» Material provided:
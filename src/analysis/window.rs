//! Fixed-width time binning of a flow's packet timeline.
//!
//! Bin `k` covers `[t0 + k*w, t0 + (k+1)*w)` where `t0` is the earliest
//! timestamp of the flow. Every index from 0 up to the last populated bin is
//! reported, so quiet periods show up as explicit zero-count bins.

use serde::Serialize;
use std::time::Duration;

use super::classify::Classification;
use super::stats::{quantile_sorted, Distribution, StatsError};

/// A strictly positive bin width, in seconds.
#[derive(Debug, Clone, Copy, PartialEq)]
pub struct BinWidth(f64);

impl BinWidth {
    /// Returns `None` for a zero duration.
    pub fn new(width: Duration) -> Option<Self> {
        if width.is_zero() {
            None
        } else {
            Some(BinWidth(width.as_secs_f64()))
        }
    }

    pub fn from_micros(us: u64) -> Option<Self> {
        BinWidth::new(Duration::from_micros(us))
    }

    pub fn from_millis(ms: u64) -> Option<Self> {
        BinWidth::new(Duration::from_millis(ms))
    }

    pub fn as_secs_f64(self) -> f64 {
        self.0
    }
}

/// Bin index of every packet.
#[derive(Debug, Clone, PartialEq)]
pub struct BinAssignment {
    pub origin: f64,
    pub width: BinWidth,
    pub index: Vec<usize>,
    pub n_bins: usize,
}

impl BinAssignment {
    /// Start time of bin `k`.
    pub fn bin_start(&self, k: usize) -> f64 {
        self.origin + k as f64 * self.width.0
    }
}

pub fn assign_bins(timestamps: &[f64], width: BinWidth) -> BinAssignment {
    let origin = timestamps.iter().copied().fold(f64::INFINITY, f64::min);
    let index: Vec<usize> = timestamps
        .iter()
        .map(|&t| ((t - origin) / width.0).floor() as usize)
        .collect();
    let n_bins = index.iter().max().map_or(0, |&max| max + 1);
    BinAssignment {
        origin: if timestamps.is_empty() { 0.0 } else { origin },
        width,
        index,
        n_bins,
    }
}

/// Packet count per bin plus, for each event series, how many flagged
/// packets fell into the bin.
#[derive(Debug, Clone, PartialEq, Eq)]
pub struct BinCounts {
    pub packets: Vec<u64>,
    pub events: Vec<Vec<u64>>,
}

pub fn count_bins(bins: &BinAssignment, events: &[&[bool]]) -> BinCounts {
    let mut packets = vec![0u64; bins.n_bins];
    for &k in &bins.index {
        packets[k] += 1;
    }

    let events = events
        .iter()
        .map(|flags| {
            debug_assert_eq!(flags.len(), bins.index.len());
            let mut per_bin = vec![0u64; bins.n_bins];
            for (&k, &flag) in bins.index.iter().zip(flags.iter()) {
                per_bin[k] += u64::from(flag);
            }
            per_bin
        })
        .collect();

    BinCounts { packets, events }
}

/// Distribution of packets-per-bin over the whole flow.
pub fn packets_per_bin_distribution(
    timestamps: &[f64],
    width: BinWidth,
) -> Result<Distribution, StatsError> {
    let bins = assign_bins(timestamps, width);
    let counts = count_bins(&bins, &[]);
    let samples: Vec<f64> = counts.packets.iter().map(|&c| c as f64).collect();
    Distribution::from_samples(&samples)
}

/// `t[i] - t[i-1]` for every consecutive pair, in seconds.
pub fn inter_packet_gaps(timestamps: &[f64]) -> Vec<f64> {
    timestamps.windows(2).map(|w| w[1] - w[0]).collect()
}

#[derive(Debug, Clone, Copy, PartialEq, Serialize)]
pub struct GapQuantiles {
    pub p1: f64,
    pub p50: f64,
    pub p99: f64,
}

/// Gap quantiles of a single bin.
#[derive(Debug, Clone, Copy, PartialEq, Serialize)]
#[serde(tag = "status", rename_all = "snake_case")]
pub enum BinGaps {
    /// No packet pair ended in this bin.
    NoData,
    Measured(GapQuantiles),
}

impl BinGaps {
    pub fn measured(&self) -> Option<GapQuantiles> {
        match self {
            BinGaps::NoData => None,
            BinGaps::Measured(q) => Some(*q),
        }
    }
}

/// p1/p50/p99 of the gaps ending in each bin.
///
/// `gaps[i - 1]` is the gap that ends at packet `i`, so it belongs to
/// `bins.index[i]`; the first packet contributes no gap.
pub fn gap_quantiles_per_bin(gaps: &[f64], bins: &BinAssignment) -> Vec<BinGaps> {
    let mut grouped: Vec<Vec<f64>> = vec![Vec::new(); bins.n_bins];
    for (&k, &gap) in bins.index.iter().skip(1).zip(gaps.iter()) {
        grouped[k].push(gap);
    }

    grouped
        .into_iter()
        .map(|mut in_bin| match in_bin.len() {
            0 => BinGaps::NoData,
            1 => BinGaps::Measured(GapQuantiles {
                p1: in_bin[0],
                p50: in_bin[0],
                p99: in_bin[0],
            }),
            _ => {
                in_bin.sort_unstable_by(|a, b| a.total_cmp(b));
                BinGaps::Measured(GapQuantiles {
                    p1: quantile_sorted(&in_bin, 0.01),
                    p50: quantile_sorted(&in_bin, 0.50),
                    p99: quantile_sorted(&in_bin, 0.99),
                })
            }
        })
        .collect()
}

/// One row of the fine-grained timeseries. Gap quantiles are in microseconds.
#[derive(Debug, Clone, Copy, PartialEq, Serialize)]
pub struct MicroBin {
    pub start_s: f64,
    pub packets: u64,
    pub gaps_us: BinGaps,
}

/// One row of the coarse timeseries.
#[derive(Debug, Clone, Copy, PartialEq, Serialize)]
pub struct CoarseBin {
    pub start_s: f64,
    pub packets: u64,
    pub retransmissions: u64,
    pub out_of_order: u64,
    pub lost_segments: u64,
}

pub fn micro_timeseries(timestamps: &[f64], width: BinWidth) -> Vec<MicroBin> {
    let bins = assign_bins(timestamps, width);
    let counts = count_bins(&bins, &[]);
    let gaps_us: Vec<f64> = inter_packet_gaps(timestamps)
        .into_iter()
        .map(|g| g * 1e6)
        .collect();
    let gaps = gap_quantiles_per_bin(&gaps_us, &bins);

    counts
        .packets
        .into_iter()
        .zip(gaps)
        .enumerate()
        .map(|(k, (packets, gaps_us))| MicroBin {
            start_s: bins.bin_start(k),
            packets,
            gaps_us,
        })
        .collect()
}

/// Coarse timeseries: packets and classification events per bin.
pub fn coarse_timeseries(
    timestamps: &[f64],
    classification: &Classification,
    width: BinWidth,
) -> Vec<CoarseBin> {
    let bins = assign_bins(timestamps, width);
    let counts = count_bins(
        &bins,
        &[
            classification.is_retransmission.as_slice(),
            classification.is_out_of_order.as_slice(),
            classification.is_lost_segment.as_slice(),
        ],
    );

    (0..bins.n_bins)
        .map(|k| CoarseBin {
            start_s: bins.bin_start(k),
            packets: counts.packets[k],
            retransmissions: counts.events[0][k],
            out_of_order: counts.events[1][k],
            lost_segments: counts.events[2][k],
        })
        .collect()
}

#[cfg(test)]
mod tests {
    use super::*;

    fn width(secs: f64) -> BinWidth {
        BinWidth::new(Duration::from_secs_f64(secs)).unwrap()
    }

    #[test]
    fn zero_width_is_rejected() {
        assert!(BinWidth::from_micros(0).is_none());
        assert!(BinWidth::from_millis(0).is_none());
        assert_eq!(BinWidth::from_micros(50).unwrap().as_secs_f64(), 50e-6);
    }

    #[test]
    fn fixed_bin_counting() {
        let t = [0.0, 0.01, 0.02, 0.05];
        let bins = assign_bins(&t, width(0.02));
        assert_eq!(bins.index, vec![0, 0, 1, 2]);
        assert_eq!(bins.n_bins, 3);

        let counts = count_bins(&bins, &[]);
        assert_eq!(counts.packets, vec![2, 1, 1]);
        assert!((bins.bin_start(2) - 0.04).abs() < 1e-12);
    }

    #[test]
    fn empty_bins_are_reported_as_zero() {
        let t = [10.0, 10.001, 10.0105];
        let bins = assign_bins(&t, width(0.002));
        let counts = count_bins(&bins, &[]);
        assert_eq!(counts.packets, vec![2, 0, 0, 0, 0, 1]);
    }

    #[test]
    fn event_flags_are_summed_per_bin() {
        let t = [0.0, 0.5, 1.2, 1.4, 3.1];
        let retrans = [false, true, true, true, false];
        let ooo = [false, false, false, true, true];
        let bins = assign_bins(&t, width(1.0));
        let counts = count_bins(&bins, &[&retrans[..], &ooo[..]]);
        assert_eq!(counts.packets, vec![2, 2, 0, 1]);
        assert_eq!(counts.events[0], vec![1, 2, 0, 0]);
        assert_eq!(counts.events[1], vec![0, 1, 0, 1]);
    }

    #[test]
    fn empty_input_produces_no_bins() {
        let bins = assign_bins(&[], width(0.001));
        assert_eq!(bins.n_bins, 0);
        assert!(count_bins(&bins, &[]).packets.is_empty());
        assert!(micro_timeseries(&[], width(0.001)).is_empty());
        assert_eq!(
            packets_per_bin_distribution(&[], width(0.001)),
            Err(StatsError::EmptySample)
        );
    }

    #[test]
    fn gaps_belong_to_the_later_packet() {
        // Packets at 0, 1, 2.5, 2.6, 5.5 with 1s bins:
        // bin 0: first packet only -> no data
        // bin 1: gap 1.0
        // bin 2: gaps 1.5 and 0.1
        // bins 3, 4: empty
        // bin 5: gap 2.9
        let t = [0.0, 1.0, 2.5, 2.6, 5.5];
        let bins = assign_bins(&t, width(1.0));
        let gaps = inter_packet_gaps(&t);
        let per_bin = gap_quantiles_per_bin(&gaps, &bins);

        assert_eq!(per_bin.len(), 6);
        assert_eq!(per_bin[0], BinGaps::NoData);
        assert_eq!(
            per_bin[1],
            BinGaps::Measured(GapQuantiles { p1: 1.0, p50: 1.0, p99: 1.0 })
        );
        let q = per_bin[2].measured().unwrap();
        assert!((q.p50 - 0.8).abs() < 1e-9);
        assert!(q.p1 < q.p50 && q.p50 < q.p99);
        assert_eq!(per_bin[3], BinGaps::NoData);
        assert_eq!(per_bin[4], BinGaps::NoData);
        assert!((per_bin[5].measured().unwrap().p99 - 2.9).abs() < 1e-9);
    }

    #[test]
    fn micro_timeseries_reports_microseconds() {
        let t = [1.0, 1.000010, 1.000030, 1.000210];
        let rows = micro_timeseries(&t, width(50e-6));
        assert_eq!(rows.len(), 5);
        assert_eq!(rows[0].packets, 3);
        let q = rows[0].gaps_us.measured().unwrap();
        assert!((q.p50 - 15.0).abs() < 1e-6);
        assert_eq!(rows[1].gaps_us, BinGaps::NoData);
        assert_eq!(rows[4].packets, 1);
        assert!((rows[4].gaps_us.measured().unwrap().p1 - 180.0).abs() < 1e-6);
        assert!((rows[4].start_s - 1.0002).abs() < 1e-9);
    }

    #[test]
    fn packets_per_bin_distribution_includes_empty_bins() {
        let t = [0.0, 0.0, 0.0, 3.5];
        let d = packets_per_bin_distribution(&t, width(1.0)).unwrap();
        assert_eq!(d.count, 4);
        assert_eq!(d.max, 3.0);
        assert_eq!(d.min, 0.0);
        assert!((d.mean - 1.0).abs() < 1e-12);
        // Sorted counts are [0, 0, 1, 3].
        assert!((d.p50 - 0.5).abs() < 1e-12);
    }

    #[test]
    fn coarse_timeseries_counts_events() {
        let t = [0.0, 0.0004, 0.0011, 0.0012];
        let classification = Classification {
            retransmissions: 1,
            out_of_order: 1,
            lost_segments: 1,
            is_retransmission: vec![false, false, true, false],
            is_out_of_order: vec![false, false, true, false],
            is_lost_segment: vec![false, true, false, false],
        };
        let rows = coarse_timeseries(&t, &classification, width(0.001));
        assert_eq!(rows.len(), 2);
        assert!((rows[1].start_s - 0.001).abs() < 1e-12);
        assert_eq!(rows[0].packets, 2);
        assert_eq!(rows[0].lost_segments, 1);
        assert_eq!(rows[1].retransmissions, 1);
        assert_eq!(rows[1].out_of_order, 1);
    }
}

==

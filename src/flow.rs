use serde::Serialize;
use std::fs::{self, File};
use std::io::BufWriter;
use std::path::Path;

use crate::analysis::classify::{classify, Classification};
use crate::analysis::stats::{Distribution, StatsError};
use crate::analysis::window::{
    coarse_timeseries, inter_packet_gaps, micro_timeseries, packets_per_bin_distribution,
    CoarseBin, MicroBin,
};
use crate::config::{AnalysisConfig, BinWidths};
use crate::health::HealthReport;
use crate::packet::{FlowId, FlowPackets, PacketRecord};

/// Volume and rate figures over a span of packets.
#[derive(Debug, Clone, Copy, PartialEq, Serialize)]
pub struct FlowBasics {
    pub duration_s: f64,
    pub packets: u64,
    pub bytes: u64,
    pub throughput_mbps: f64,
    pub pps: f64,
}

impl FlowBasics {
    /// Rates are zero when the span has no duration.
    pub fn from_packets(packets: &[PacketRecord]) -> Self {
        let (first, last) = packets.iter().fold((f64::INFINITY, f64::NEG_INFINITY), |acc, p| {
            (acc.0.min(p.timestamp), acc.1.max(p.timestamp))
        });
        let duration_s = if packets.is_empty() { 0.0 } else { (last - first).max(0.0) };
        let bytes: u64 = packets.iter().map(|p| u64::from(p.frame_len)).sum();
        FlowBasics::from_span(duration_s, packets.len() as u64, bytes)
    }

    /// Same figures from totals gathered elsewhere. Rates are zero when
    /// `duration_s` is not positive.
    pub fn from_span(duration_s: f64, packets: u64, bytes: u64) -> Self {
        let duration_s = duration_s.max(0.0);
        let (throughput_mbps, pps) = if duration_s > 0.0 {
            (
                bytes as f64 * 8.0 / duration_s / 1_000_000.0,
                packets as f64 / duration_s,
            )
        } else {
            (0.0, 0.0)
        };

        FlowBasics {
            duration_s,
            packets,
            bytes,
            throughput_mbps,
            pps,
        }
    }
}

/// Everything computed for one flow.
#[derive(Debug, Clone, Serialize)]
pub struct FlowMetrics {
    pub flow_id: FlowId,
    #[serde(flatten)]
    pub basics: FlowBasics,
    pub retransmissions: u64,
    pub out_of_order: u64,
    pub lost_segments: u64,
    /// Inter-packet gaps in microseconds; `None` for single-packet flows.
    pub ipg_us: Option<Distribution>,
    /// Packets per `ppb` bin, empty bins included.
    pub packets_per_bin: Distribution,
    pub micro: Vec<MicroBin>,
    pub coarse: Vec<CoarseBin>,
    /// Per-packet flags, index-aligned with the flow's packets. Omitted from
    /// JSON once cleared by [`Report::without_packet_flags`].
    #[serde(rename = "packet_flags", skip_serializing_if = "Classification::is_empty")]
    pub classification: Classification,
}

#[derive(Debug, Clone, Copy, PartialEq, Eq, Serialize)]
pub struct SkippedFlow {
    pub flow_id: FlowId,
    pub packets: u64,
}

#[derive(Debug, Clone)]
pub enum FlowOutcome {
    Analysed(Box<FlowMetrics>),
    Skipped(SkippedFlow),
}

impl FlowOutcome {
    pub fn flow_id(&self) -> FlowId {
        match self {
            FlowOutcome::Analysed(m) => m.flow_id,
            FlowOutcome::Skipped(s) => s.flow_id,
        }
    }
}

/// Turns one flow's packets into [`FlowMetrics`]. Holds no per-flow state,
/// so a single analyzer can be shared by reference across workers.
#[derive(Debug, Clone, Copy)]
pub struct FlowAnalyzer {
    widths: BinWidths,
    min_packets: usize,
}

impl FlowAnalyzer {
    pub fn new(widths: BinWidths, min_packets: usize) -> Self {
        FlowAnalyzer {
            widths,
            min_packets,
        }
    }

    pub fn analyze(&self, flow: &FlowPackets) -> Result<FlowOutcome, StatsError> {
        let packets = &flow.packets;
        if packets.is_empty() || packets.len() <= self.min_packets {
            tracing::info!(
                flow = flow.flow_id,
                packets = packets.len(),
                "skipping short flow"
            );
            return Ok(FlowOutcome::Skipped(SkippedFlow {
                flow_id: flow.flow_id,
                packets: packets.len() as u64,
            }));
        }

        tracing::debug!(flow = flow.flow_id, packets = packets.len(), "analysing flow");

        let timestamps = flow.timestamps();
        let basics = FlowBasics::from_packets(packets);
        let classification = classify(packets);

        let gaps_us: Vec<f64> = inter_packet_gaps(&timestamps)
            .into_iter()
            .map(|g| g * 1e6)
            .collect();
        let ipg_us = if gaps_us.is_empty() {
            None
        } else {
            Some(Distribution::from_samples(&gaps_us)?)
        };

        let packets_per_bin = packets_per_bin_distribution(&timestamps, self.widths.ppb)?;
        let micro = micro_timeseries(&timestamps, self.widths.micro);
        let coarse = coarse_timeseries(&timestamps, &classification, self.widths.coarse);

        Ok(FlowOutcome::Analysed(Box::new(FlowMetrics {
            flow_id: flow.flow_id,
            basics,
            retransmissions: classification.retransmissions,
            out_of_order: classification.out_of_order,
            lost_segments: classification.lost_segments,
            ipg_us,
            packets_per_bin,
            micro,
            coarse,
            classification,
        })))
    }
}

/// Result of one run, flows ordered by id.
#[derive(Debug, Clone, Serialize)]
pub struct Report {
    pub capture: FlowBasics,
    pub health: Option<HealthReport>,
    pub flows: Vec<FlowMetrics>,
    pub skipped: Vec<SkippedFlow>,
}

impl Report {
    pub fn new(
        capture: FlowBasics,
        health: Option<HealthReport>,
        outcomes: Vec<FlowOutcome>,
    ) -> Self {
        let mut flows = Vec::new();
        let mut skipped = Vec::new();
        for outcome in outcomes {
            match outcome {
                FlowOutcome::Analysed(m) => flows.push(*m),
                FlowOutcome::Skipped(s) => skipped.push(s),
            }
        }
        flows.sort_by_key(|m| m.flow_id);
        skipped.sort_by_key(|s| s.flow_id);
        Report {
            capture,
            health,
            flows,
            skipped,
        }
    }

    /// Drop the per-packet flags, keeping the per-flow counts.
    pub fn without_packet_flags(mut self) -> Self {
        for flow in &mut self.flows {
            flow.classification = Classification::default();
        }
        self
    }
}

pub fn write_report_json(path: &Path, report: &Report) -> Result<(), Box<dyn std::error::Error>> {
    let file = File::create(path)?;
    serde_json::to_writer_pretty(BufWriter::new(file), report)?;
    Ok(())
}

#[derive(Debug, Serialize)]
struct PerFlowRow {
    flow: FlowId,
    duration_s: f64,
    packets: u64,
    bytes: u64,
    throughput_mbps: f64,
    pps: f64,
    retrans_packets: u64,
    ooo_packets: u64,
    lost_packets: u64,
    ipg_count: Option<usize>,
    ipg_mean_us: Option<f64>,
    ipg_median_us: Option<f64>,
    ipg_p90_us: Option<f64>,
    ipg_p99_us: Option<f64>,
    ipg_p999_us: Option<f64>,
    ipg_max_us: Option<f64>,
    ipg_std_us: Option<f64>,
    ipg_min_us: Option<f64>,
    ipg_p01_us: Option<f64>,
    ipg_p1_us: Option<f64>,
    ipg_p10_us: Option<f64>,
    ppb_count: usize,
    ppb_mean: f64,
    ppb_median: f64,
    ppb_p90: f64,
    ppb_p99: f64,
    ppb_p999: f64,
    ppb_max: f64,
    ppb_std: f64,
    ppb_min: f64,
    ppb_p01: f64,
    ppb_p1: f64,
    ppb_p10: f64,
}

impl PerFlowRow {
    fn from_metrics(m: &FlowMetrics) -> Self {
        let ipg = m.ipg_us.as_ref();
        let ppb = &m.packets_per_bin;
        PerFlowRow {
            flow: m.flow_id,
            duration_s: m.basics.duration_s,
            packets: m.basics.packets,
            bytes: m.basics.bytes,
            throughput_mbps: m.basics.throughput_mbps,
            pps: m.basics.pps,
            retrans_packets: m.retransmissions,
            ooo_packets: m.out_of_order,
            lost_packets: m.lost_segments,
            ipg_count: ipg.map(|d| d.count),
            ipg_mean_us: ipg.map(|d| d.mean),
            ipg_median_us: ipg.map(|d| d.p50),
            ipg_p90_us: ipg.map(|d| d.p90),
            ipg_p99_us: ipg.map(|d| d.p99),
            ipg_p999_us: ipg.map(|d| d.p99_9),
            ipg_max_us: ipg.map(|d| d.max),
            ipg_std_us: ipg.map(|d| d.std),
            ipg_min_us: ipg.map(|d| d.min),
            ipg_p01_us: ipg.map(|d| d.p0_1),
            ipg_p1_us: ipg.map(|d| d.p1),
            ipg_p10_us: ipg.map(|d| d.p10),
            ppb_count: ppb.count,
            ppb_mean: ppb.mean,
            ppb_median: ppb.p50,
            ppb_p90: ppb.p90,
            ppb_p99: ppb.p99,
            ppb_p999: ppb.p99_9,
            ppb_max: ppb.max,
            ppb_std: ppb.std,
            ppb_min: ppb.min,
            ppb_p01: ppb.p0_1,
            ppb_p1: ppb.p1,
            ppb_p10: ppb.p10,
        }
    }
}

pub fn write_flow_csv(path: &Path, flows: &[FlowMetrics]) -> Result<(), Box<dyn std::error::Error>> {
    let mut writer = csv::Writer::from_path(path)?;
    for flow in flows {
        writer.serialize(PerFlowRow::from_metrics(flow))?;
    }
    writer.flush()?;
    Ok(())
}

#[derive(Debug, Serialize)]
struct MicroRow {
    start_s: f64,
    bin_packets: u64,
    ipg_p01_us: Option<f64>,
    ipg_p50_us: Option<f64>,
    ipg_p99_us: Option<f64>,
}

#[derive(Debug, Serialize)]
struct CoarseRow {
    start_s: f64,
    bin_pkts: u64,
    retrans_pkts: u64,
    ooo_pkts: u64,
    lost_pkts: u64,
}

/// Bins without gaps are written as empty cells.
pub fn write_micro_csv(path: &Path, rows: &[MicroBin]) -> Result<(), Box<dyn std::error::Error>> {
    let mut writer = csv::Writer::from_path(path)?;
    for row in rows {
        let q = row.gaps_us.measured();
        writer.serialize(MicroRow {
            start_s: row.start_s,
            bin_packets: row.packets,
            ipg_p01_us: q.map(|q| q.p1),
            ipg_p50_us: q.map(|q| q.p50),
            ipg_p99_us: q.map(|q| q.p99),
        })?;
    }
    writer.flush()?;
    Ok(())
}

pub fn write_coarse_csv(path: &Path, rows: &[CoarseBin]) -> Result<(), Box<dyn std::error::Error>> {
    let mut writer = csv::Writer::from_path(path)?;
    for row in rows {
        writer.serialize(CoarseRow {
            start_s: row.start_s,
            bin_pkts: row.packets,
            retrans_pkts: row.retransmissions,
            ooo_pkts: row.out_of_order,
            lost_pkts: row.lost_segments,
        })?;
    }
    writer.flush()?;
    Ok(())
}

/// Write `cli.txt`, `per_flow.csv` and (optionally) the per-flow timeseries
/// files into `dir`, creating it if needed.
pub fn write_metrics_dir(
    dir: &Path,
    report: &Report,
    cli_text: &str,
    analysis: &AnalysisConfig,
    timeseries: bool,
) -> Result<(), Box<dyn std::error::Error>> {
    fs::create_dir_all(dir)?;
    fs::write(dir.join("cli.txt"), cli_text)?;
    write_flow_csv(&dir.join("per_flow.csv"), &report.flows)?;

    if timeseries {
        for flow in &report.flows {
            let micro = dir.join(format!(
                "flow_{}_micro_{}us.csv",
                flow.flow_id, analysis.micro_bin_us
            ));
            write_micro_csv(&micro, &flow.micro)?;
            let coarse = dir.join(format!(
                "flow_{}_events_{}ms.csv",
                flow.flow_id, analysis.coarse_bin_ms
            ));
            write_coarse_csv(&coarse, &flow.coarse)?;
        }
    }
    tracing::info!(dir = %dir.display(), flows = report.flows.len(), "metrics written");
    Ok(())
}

» What is expected: Your answer should be the exact lines above from the one with "filename src/analysis/window.rs" through the one with "populated bin is", both included, and nothing besides.

» Result of this task:
filename src/analysis/window.rs
//! Fixed-width time binning of a flow's packet timeline.
//!
//! Bin `k` covers `[t0 + k*w, t0 + (k+1)*w)` where `t0` is the earliest
//! timestamp of the flow. Every index from 0 up to the last populated bin is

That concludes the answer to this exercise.